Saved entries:
-------

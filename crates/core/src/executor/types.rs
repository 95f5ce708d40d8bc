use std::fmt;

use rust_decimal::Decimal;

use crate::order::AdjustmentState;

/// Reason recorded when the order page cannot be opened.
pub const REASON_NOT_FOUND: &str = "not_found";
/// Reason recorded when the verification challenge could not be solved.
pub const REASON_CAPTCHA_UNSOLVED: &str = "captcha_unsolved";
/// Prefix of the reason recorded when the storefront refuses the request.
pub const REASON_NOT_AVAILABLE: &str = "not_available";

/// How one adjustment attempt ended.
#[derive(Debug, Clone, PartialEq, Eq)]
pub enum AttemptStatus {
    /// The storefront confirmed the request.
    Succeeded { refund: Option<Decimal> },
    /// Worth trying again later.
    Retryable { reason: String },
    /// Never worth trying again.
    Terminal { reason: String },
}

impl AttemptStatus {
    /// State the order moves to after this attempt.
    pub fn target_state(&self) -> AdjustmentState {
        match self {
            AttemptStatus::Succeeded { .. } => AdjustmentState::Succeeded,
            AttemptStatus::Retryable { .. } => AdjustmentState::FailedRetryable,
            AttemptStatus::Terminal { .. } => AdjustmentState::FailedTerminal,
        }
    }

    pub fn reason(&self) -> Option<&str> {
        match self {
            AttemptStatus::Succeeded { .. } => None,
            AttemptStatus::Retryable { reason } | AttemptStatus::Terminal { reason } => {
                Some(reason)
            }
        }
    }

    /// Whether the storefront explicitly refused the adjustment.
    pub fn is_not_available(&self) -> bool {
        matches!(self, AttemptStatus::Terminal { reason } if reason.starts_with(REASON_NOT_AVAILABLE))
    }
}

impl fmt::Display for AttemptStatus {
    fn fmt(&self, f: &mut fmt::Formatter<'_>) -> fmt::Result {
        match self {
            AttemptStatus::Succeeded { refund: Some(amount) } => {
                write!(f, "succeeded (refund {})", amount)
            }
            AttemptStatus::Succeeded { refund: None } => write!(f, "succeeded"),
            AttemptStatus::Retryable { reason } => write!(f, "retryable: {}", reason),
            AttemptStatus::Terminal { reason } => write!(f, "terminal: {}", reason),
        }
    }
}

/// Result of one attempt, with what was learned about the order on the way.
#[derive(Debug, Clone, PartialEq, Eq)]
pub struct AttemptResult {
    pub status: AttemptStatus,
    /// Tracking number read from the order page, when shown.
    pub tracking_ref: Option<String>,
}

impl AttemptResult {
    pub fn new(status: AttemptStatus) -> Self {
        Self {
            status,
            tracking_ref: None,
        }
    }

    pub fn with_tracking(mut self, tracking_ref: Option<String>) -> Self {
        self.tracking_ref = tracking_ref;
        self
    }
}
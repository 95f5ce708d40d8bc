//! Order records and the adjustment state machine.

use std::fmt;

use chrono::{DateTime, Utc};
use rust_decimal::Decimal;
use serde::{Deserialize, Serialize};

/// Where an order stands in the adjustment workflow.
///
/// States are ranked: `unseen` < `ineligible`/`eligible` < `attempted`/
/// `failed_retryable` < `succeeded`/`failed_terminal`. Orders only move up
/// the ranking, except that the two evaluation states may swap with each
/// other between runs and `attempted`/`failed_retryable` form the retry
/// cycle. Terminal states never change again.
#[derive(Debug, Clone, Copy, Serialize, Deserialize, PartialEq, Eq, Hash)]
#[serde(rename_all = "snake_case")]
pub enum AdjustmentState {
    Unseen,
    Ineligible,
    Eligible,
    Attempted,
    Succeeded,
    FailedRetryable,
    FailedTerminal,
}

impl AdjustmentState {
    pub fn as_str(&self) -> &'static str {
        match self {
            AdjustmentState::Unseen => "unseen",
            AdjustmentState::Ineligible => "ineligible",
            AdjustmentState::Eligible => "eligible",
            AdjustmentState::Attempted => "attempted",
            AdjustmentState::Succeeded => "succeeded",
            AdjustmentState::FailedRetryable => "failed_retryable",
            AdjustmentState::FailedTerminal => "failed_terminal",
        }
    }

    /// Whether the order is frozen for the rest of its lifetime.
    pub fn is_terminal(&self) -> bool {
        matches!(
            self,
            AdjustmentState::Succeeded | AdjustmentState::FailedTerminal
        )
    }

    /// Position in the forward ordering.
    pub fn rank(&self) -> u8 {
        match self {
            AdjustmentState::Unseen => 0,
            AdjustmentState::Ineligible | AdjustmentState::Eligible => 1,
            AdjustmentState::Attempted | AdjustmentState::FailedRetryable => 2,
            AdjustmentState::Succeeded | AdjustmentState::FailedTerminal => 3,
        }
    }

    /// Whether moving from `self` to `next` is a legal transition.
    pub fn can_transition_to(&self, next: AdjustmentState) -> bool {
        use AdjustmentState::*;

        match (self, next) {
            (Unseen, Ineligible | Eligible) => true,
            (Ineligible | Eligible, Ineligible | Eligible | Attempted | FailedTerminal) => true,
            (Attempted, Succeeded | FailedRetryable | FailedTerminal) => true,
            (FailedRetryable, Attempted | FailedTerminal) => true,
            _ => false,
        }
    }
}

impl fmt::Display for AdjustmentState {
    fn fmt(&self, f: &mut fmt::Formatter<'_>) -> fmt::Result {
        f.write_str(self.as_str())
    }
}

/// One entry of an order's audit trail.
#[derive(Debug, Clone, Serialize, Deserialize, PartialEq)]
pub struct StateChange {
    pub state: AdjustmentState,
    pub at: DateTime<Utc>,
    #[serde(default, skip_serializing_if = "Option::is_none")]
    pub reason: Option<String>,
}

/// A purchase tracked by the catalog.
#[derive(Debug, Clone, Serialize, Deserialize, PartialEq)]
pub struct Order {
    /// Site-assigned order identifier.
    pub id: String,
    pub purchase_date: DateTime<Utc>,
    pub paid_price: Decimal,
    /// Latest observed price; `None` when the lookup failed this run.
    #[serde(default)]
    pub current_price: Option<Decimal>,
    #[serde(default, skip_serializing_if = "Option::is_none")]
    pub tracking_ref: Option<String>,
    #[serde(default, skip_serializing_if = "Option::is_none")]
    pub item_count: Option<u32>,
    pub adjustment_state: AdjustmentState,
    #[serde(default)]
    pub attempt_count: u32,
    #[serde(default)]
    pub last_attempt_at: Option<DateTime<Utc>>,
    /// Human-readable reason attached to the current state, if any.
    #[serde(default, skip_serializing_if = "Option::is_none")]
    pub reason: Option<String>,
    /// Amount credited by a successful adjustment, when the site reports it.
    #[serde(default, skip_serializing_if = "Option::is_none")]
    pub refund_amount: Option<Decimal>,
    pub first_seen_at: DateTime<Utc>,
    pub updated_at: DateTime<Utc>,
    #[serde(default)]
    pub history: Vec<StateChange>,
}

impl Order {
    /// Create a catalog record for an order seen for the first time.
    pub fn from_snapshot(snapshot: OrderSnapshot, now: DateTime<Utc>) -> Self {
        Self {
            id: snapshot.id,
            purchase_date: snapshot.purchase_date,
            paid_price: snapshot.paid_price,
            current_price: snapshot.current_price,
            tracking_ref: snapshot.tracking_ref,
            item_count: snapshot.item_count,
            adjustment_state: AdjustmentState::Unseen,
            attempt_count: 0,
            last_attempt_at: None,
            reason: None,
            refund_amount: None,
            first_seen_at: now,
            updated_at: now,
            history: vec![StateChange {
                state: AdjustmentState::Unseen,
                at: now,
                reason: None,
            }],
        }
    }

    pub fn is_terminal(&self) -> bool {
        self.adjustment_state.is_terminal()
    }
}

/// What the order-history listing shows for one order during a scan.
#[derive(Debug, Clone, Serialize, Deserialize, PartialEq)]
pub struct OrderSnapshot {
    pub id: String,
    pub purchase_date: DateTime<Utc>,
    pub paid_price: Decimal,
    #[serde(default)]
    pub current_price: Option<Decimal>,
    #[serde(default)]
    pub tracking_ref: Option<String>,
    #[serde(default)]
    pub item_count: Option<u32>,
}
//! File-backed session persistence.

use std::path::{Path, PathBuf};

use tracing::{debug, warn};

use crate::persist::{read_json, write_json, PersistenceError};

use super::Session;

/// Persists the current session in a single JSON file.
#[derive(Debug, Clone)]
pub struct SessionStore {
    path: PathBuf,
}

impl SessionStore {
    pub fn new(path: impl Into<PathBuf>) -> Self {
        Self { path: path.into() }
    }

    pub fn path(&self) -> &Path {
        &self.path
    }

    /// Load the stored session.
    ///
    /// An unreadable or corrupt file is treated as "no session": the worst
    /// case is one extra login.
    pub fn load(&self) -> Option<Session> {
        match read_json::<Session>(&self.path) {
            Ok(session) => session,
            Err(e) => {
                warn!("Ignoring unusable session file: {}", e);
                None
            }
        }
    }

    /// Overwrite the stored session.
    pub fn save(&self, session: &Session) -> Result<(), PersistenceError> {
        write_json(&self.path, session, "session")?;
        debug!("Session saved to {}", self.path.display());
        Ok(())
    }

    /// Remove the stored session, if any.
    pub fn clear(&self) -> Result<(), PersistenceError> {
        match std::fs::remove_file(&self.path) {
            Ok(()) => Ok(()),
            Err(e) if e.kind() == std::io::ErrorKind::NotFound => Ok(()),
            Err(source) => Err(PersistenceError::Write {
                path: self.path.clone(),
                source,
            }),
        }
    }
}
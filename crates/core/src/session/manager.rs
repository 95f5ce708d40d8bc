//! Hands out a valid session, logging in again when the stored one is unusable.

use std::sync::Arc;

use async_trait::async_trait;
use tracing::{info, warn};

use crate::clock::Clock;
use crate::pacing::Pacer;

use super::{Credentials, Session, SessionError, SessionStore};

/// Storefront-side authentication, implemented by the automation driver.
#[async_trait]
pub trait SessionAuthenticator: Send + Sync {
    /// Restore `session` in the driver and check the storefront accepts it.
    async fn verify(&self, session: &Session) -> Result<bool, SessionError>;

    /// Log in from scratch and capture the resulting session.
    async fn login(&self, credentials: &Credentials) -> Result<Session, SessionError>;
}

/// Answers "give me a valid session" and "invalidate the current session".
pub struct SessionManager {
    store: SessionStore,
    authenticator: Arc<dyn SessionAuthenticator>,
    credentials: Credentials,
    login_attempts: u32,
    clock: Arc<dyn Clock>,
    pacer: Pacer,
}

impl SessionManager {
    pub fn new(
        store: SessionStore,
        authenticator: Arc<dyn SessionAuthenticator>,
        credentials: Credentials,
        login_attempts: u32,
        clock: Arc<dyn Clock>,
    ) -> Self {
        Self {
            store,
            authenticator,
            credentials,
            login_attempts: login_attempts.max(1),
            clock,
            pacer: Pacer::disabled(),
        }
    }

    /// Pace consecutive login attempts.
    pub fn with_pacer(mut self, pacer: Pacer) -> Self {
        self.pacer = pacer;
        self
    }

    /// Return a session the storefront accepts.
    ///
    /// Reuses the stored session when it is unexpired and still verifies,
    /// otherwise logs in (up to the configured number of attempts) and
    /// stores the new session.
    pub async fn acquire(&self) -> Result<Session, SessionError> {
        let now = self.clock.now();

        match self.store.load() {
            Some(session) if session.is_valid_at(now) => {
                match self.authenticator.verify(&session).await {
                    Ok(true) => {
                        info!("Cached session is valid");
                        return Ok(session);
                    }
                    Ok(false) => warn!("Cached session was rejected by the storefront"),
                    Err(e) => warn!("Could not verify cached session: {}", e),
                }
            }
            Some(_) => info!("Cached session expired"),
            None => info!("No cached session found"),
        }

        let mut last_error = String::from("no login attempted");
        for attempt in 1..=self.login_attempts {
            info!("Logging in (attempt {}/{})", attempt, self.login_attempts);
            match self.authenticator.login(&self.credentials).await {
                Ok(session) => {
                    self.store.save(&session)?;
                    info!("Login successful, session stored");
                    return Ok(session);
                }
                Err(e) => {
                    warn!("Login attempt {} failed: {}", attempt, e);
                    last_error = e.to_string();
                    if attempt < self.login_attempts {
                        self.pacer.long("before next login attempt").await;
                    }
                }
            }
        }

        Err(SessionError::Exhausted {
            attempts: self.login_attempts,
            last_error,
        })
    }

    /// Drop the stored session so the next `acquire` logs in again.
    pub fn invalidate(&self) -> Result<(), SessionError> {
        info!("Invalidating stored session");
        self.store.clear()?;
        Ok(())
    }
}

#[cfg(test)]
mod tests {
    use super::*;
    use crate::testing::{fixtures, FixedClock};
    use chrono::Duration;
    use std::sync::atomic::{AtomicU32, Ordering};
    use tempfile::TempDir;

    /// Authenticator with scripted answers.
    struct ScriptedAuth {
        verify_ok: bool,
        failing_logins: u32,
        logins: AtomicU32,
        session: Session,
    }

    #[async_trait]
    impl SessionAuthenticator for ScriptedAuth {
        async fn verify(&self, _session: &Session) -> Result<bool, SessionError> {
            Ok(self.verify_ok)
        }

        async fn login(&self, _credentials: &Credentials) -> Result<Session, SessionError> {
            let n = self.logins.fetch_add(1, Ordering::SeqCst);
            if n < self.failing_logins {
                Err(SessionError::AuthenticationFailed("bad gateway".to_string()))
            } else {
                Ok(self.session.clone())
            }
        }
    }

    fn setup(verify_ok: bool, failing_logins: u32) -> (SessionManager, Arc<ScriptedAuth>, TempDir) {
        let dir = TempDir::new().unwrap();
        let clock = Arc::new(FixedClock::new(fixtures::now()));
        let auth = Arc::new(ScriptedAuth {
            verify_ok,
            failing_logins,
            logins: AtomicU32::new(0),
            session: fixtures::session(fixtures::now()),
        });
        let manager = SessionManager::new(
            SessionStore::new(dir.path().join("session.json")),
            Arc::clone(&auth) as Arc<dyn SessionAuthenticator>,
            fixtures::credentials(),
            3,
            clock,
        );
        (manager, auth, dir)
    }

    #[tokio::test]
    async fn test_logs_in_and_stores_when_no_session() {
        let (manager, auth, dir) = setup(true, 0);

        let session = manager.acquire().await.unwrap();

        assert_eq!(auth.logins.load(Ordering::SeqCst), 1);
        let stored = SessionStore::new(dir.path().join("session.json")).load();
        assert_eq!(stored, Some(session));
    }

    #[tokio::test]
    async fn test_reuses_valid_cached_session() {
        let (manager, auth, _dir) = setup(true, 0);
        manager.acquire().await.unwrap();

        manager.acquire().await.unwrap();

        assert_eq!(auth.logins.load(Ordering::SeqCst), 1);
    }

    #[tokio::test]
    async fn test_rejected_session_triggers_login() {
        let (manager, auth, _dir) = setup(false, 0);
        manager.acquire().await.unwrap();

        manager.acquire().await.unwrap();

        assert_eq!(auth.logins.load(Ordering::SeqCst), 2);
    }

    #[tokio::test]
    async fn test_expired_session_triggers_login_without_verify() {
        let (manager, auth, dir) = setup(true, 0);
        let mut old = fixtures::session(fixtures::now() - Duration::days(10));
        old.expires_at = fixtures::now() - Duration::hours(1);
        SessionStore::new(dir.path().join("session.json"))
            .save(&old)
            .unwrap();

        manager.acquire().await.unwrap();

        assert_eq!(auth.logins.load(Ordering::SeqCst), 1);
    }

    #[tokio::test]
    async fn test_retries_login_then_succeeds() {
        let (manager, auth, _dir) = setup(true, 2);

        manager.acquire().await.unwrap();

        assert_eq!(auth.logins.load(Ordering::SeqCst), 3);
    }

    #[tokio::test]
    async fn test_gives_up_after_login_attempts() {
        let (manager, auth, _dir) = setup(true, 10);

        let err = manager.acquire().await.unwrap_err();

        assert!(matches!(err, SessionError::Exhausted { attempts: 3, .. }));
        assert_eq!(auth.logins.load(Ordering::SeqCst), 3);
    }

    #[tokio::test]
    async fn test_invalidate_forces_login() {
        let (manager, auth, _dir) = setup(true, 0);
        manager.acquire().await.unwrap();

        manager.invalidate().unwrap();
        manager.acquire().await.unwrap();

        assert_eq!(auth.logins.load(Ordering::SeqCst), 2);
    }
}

-------

= TASK REQUIREMENTS =
Above are the entries. Copy exactly the part that opens with the line containing "impl fmt::Display for AttemptStatus" and closes with the line containing "on the way.", and no more.

= RESPONSE =
impl fmt::Display for AttemptStatus {
    fn fmt(&self, f: &mut fmt::Formatter<'_>) -> fmt::Result {
        match self {
            AttemptStatus::Succeeded { refund: Some(amount) } => {
                write!(f, "succeeded (refund {})", amount)
            }
            AttemptStatus::Succeeded { refund: None } => write!(f, "succeeded"),
            AttemptStatus::Retryable { reason } => write!(f, "retryable: {}", reason),
            AttemptStatus::Terminal { reason } => write!(f, "terminal: {}", reason),
        }
    }
}

/// Result of one attempt, with what was learned about the order on the way.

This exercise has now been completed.